Activity
Work through the data below and copy out every line where "display" is found.
***** Excerpted data *****
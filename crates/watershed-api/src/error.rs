//! Watershed API error types.

use axum::Json;
use axum::http::StatusCode;
use axum::response::{IntoResponse, Response};
use serde::Serialize;
use thiserror::Error;
use watershed_core::error::DomainError;

/// Startup and runtime errors for the API server.
#[derive(Debug, Error)]
pub enum AppError {
    /// A required environment variable is missing or invalid.
    #[error("configuration error: {0}")]
    Config(String),

    /// The content catalog could not be loaded.
    #[error("content error: {0}")]
    Content(#[from] DomainError),

    /// Network binding or I/O error.
    #[error("server error: {0}")]
    Server(#[from] std::io::Error),
}

/// JSON body returned for error responses.
#[derive(Debug, Serialize)]
pub struct ErrorBody {
    /// Machine-readable error code.
    pub error: &'static str,
    /// Human-readable error message.
    pub message: String,
}

/// HTTP-layer wrapper around `DomainError` that implements `IntoResponse`.
#[derive(Debug)]
pub struct ApiError(pub DomainError);

impl From<DomainError> for ApiError {
    fn from(err: DomainError) -> Self {
        Self(err)
    }
}

impl IntoResponse for ApiError {
    fn into_response(self) -> Response {
        let (status, error_code) = match &self.0 {
            DomainError::Validation(_) => (StatusCode::BAD_REQUEST, "validation_error"),
            DomainError::ContentNotFound { .. } => (StatusCode::NOT_FOUND, "content_not_found"),
            DomainError::SessionNotInitialized => {
                (StatusCode::INTERNAL_SERVER_ERROR, "session_not_initialized")
            }
            DomainError::Infrastructure(_) => {
                (StatusCode::INTERNAL_SERVER_ERROR, "infrastructure_error")
            }
        };

        let body = ErrorBody {
            error: error_code,
            message: self.0.to_string(),
        };

        (status, Json(body)).into_response()
    }
}
//! Catalog ingestion and read-only queries.

pub mod ingest;
pub mod query_handlers;
//! Scenarios, their options, and the acts that group them.

use serde::{Deserialize, Serialize};

use super::delta::MeterDelta;
use super::roles::{RoleKey, visible_to};

/// A content act. Act index 2 is the strategy phase and has no scenarios,
/// so it is not represented here.
#[derive(Debug, Clone, Copy, PartialEq, Eq, Hash, Serialize, Deserialize)]
#[serde(try_from = "u8", into = "u8")]
pub enum Act {
    /// Act I: programs that worked.
    Successes,
    /// Act II: pressures on the system.
    Challenges,
}

impl Act {
    /// Both content acts, in play order.
    pub const ALL: [Act; 2] = [Act::Successes, Act::Challenges];

    /// Zero-based act index.
    #[must_use]
    pub const fn index(self) -> usize {
        match self {
            Act::Successes => 0,
            Act::Challenges => 1,
        }
    }

    /// The content act at `index`, if any.
    #[must_use]
    pub const fn from_index(index: usize) -> Option<Act> {
        match index {
            0 => Some(Act::Successes),
            1 => Some(Act::Challenges),
            _ => None,
        }
    }

    /// Heading shown above the act's scenarios.
    #[must_use]
    pub const fn label(self) -> &'static str {
        match self {
            Act::Successes => "Act I: Successes",
            Act::Challenges => "Act II: Challenges",
        }
    }
}

impl TryFrom<u8> for Act {
    type Error = String;

    fn try_from(value: u8) -> Result<Self, Self::Error> {
        Act::from_index(usize::from(value)).ok_or_else(|| format!("act must be 0 or 1, got {value}"))
    }
}

impl From<Act> for u8 {
    fn from(act: Act) -> u8 {
        match act {
            Act::Successes => 0,
            Act::Challenges => 1,
        }
    }
}

/// One selectable answer to a scenario.
#[derive(Debug, Clone, PartialEq, Serialize, Deserialize)]
pub struct ScenarioOption {
    /// Identifier, unique within its scenario.
    pub id: String,
    /// Button text.
    pub label: String,
    /// What happens if the player picks it.
    #[serde(default)]
    pub consequence: String,
    /// Raw meter change before role weighting.
    #[serde(default)]
    pub delta: MeterDelta,
    /// Roles that may see this option; `None` means everyone.
    #[serde(default, skip_serializing_if = "Option::is_none")]
    pub roles: Option<Vec<RoleKey>>,
}

impl ScenarioOption {
    /// Whether a player holding `role` is shown this option.
    #[must_use]
    pub fn is_visible_to(&self, role: Option<RoleKey>) -> bool {
        visible_to(self.roles.as_deref(), role)
    }
}

/// A decision point with a fixed, ordered set of options.
#[derive(Debug, Clone, PartialEq, Serialize, Deserialize)]
pub struct Scenario {
    /// Identifier, unique across the catalog.
    pub id: String,
    /// The act this scenario belongs to.
    pub act: Act,
    /// Scenario heading.
    pub title: String,
    /// The question put to the player.
    #[serde(default)]
    pub prompt: String,
    /// Options in display order.
    pub options: Vec<ScenarioOption>,
}

impl Scenario {
    /// Looks up an option by identifier.
    #[must_use]
    pub fn option(&self, option_id: &str) -> Option<&ScenarioOption> {
        self.options.iter().find(|option| option.id == option_id)
    }

    /// Options shown to a player holding `role`, in display order.
    pub fn visible_options(&self, role: Option<RoleKey>) -> impl Iterator<Item = &ScenarioOption> {
        self.options
            .iter()
            .filter(move |option| option.is_visible_to(role))
    }
}
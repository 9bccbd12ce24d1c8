//! A small catalog with known numbers for session and API tests.

use watershed_content::ContentCatalog;
use watershed_content::application::ingest::{SourceFormat, ingest_catalog};

/// Fixture content: two scenarios in Act I, three in Act II, six strategies.
pub const FIXTURE_CATALOG_YAML: &str = r"
roles:
  - key: NYCDEP
    name: City Water Official
    blurb: Keeps the supply safe.
    tagline: Water first.
  - key: TOWN
    name: Town Supervisor
    blurb: Keeps the town going.
    tagline: Place and people.
  - key: FARMER
    name: Farmer
    blurb: Keeps the farm viable.
    tagline: Soil and solvency.
  - key: NGO
    name: Watershed Advocate
    blurb: Keeps everyone honest.
    tagline: Ecosystems.

multipliers:
  NYCDEP: { water: 1.15, equity: 1.0, cost: 0.95 }
  FARMER: { water: 1.05, equity: 1.10, cost: 1.0 }

acts:
  - - id: fx-easements
      act: 0
      title: Easements
      prompt: How do you expand protection?
      options:
        - id: fx-broad
          label: Broad voluntary easements
          delta: { water: 8, equity: 6, cost: -5 }
          roles: [NYCDEP, NGO, TOWN]
        - id: fx-targeted
          label: Target priority parcels
          delta: { water: 6, equity: -2, cost: 3 }
        - id: fx-farm-pilots
          label: Farm-friendly pilots
          delta: { water: 6, equity: 5, cost: -3 }
          roles: [FARMER, TOWN]
    - id: fx-governance
      act: 0
      title: Governance
      options:
        - id: fx-youth-seats
          label: Add advisory seats
          delta: { water: 2, equity: 8, cost: -2 }
        - id: fx-streamline
          label: Streamline grants
          delta: { water: 5, cost: -1 }
  - - id: fx-turbidity
      act: 1
      title: Turbidity
      options:
        - id: fx-adaptive-ops
          label: Adaptive operations
          delta: { water: 9, cost: -4 }
        - id: fx-filtration
          label: Build filtration
          delta: { water: 12, equity: -3, cost: -15 }
          roles: [NYCDEP]
    - id: fx-growth
      act: 1
      title: Growth
      options:
        - id: fx-cluster
          label: Cluster development
          delta: { water: 3, equity: 4, cost: -2 }
    - id: fx-flooding
      act: 1
      title: Flooding
      options:
        - id: fx-buyouts
          label: Floodplain buyouts
          delta: { water: 4, equity: -4, cost: -6 }
        - id: fx-levees
          label: Raise levees
          delta: { water: -2, equity: 2, cost: -8 }

strategies:
  - id: fx-retrofits
    title: Green Infrastructure Retrofits
    summary: Retrofits everywhere.
    delta: { water: 7, equity: 2, cost: -3 }
  - id: fx-incentives
    title: BMP Incentives
    summary: Pay for practices.
    delta: { water: 6, equity: 3, cost: -2 }
    roles: [FARMER, TOWN]
  - id: fx-co-management
    title: Co-Management
    summary: Share the decisions.
    delta: { water: 3, equity: 7, cost: -1 }
    roles: [NYCDEP, TOWN]
  - id: fx-permitting
    title: Smart Permitting
    summary: Faster, tighter permits.
    delta: { water: 5, cost: -2 }
    roles: [NYCDEP, NGO]
  - id: fx-rate-design
    title: Rate Design
    summary: Fairer bills.
    delta: { equity: 6, cost: -2 }
    roles: [NYCDEP, TOWN]
  - id: fx-monitoring
    title: Community Monitoring
    summary: Volunteers sample streams.
    delta: { water: 4, equity: 1, cost: -1 }

historical_notes:
  - The first note.
  - The second note.

reflection_prompt: What would you do differently?
";

/// Parses [`FIXTURE_CATALOG_YAML`].
///
/// # Panics
///
/// Panics if the fixture no longer passes catalog validation.
#[must_use]
pub fn fixture_catalog() -> ContentCatalog {
    ingest_catalog(FIXTURE_CATALOG_YAML, SourceFormat::Yaml).expect("fixture catalog is valid")
}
*****
Output for this task
    /// Options in display order.
    /// Options shown to a player holding `role`, in display order.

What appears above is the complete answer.